Standards continue to evolve, and WiFi 6 is already being replaced by a new standard known as WiFi 7. It promises even greater bandwidth and full use of new frequency bands, including 6 GHz.

One of the key features of the new generation will be the ability to simultaneously aggregate channels from different bands. The device will be able to receive data from both 5 GHz and 6 GHz simultaneously, theoretically doubling the transmission speed.

However, for these features to work, not only the router but also all receiving devices will need to be replaced.
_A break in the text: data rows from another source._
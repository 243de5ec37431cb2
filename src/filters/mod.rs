//! Filter modules for packed RGB grids.
//!
//! ## Grid Format
//!
//! Every filter works on a [`PixelGrid`](crate::grid::PixelGrid): a
//! `(rows, cols)` array of `u32` pixels packed as `0xRRGGBB`.
//!
//! ## Architecture
//!
//! All filters follow these principles:
//! - **Pure** - The input grid is only read; a fresh grid is returned
//! - **Dimension preserving** - Output has the input's shape
//! - **Bounds checked** - Neighborhood reads are skipped, clamped or filled,
//!   never out of range
//! - **Pre-validated parameters** - Range checks live in [`params`](crate::params)
//!
//! ## Filters
//!
//! - **Scatter**: random local resampling
//! - **Edge detection**: 3x3 color distance threshold, black/white output
//! - **Green screen**: chroma-keyed compositing of a second image
//! - **Compare**: count of differing pixels
//! - **Rotate**: inverse-mapped rotation with white fill
//! - **Gaussian blur**: separable convolution with edge clamping

pub mod core;
pub mod scatter;
pub mod edge;
pub mod green_screen;
pub mod compare;
pub mod rotate;
pub mod blur;

pub use self::blur::gaussian_blur;
pub use self::compare::count_differing_pixels;
pub use self::core::{channel_distance, gaussian_kernel_for_radius};
pub use self::edge::edge_detect;
pub use self::green_screen::green_screen;
pub use self::rotate::rotate;
pub use self::scatter::scatter;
The transition period will take several years until the new chips become standard in mainstream smartphones and laptops.

⚠️ Please note: Standards and frequency ranges may be regulated by country-specific legislation. In some regions, use of the 6 GHz band or certain radiation powers may be restricted. Always verify equipment specifications with local regulations.

Why is WiFi slower than cable if I have a high speed plan?

A wireless connection is half-duplex, meaning a device cannot simultaneously transmit and receive data on the same frequency. Furthermore, a significant portion of the bandwidth is consumed by service packets, error checking, and interference control, reducing the effective speed.

Are WiFi waves harmful to human health?

The radiation power emitted by household routers is negligible and within safe limits. Unlike X-rays, WiFi radio waves are non-ionizing and cannot damage DNA. Signal intensity decreases exponentially with distance, becoming indistinguishable at just a few meters.

Can rain or humidity affect WiFi?

Yes, water molecules effectively absorb microwave radio waves. Heavy rain outside or very high humidity indoors can slightly weaken the signal, especially at 5 GHz, although this effect is barely noticeable in an apartment.

Why does a router need so many antennas?

The number of antennas is directly related to MIMO technology. The more antennas, the more data streams can be processed simultaneously. This improves connection stability when multiple devices are connected and increases overall network throughput.